**REQUIRED ACTION:** For each line in the data below that has the word "SocketAddr", copy that line.
--- SUPPLIED RECORDS ---
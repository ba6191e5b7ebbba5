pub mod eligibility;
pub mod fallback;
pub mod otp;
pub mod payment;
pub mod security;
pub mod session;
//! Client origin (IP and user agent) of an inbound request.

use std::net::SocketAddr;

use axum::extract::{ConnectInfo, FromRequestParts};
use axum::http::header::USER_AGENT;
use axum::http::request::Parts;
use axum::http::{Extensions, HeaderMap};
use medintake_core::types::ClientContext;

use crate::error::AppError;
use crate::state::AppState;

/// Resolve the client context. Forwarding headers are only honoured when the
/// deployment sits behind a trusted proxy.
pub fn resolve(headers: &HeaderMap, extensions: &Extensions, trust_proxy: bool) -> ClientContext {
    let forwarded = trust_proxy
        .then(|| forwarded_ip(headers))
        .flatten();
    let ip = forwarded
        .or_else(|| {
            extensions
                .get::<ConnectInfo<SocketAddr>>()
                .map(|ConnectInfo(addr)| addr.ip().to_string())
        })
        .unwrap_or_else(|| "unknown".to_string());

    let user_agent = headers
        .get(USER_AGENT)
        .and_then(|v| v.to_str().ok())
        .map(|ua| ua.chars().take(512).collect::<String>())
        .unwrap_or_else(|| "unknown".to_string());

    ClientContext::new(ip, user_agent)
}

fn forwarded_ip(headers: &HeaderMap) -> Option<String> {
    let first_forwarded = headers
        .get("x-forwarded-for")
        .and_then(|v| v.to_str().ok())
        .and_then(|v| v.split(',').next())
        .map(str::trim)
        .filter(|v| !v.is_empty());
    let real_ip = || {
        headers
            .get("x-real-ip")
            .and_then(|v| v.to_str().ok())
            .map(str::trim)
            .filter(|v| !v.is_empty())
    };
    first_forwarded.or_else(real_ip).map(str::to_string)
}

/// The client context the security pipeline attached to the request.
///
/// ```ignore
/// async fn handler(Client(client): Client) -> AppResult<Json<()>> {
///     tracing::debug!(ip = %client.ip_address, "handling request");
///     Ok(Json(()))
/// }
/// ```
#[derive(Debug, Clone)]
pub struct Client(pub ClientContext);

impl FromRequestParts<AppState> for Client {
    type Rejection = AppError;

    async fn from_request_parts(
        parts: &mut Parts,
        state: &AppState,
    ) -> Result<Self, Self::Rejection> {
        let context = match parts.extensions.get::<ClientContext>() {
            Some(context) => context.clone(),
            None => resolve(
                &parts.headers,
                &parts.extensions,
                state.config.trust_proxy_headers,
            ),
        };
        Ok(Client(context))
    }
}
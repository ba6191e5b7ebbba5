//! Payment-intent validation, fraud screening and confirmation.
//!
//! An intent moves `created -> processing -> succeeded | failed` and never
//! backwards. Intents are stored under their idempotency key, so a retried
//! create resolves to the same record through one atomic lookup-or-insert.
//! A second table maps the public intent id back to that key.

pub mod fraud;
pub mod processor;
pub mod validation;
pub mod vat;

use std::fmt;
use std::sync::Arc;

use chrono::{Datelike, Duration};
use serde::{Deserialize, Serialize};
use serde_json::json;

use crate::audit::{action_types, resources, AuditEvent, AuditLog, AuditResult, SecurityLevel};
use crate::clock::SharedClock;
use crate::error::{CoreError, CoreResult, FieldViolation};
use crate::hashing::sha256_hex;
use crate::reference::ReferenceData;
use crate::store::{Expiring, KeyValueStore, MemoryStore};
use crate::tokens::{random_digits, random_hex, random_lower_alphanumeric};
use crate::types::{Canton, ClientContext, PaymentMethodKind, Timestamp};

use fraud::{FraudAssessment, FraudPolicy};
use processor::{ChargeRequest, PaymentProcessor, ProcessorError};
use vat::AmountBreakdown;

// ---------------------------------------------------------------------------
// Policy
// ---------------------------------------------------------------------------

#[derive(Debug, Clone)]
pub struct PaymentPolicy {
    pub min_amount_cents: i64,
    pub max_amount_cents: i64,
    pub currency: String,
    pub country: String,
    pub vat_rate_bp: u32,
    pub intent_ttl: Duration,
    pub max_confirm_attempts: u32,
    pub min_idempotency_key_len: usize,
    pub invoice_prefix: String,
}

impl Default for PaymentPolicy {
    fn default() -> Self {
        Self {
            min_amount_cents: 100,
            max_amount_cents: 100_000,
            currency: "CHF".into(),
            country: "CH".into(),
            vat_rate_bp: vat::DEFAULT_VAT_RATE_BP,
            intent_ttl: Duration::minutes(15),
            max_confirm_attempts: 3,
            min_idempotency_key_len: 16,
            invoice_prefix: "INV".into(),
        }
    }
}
---
**ANSWER BOX:**
use std::net::SocketAddr;
                .get::<ConnectInfo<SocketAddr>>()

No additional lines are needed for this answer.